Most importantly, it seems, it's best to be comfortable in your pursuits. So if ya wanna go type in a coffeehouse or a railroad station or a park, do so. Or not. Do whatever gets the wheels in motion.
Remember Natalie Goldberg's recommendation about journaling in laundromats?
Favoring tools that make you want to write isn't snooty at all. It's all in the attitude.

Elizabeth H. said...

You know, part of this struggle is far more shallow than my post (shallow as that was). Part of this is due to the dual draw of the local coffee house and the typewriters. I love the coffee house--I like not being alone but not being in a situation where I have to "mingle" with a crowd, I like having life going on around me, I like good coffee and being out of the house. Last year, when I did NaNo by hand, and throughout this whole year, I've gone there pretty frequently either for an hour before work or some time on the weekends. I like it. And right now, I feel like I have to choose one or the other.

Maybe I'll take the Alphasmart to the coffee house tomorrow and make myself write for awhile, see if I can work past the self-consciousness and actually get something done if I stick it out. It'd be a good first step. But when I'm not writing by hand, I always feel like people are looking over my shoulder and reading my pathetic prose, or that I'm bugging them somehow. I need to get a life. I realize this. But it's harder said than done.

Strikethru said...

Letteras *are* elusive. I totally lucked into that one at the IPRC but it was literally the first one I'd ever seen.

I would say I recommend them except mine has a broken ribbon advance thingy, and I've never really been able to use it much. To Ace!

Elizabeth H. said...

For that matter, I wonder if Ace might have some nicely refurbished smaller typewriters for sale. They did have some of the little guys, didn't I? Must...watch...video...again. And perhaps again. And again.

It's about the only place one could compare and contrast many of the common models, I'm thinkin'.

I'd also bet they get in SG-1s now and again!

Elizabeth H. said...

Er...that should be "didn't they?"

But you knew that.

Duffy Moon said...

one annoying thing is that the bigger the machine, the quieter (usually). It was part of the cost of a big desktop machine to make it more soundproofed, tighter engineering and less rattling, stuff like that. Of course, new rubber goes a long way toward quieting a machine.

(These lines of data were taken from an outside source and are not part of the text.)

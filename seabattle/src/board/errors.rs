// Copyright 2020 Zachary Stewart
//
// Licensed under the Apache License, Version 2.0 (the "License");
// you may not use this file except in compliance with the License.
// You may obtain a copy of the License at
//
//     http://www.apache.org/licenses/LICENSE-2.0
//
// Unless required by applicable law or agreed to in writing, software
// distributed under the License is distributed on an "AS IS" BASIS,
// WITHOUT WARRANTIES OR CONDITIONS OF ANY KIND, either express or implied.
// See the License for the specific language governing permissions and
// limitations under the License.

//! Errors returned while building a [`Board`][crate::Board].

use thiserror::Error;

use crate::board::Coordinate;

/// Reason why a fleet does not match the required composition.
#[derive(Debug, Error, Copy, Clone, Eq, PartialEq)]
pub enum CompositionError {
    /// The fleet has the wrong number of ships.
    #[error("wrong ship count: expected {expected}, found {found}")]
    ShipCount { expected: usize, found: usize },
    /// The fleet has the wrong number of ships of length `len`.
    #[error("wrong count of {len}-segment ships: expected {expected}, found {found}")]
    ClassCount {
        len: usize,
        expected: usize,
        found: usize,
    },
}

/// Error caused by two ships claiming the same cell.
#[derive(Debug, Error, Copy, Clone, Eq, PartialEq)]
#[error("cell {coord} claimed by ship {ship} is already occupied by ship {occupant}")]
pub struct OverlapError {
    /// The contested cell.
    coord: Coordinate,
    /// Index of the ship which claimed the cell first.
    occupant: usize,
    /// Index of the ship which tried to claim it again.
    ship: usize,
}

impl OverlapError {
    /// Construct an [`OverlapError`] for a cell claimed by `ship` while held by
    /// `occupant`.
    pub(super) fn new(coord: Coordinate, occupant: usize, ship: usize) -> Self {
        Self {
            coord,
            occupant,
            ship,
        }
    }

    /// Get the contested cell.
    pub fn coord(&self) -> Coordinate {
        self.coord
    }

    /// Index in the fleet of the ship already occupying the cell.
    pub fn occupant(&self) -> usize {
        self.occupant
    }

    /// Index in the fleet of the ship whose claim was rejected.
    pub fn ship(&self) -> usize {
        self.ship
    }
}

/// Error returned when a board could not be built from the given placements.
#[derive(Debug, Error, Copy, Clone, Eq, PartialEq)]
pub enum FleetError {
    /// The fleet does not match the required composition.
    #[error("invalid fleet: {0}")]
    Composition(#[from] CompositionError),
    /// Two ships were placed on the same cell.
    #[error("invalid placement: {0}")]
    Overlap(#[from] OverlapError),
}

impl FleetError {
    /// Get the composition error, if that is why the board was rejected.
    pub fn composition(&self) -> Option<&CompositionError> {
        match self {
            FleetError::Composition(ref err) => Some(err),
            FleetError::Overlap(_) => None,
        }
    }
}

My Lettera 33 is pretty much a 32, but (in my humble opinion) looks cooler (YMMV, naturally).

Some other small, light machines that (for me) are pretty quiet: Adler Tippa, Cole Steel (well, it would be quiet if I replaced the rubber - I can just tell).

I can SO dig your self-consciousness. I'm so self-conscious I'm not even 100% sure of the existence of an outside world.

Elizabeth H. said...

In addition to being self-conscious, I always feel like I'm constantly irritating people just by existing. I can be in a solid traffic jam and someone four cars back and two cars over can honk and I'll instantly assume it's because of something *I* did. Hence the fear of making any noise whatsoever in public.

I'm not sure if getting out there and dinging merrily away is going to help or hurt. But I'd like to work up to finding out.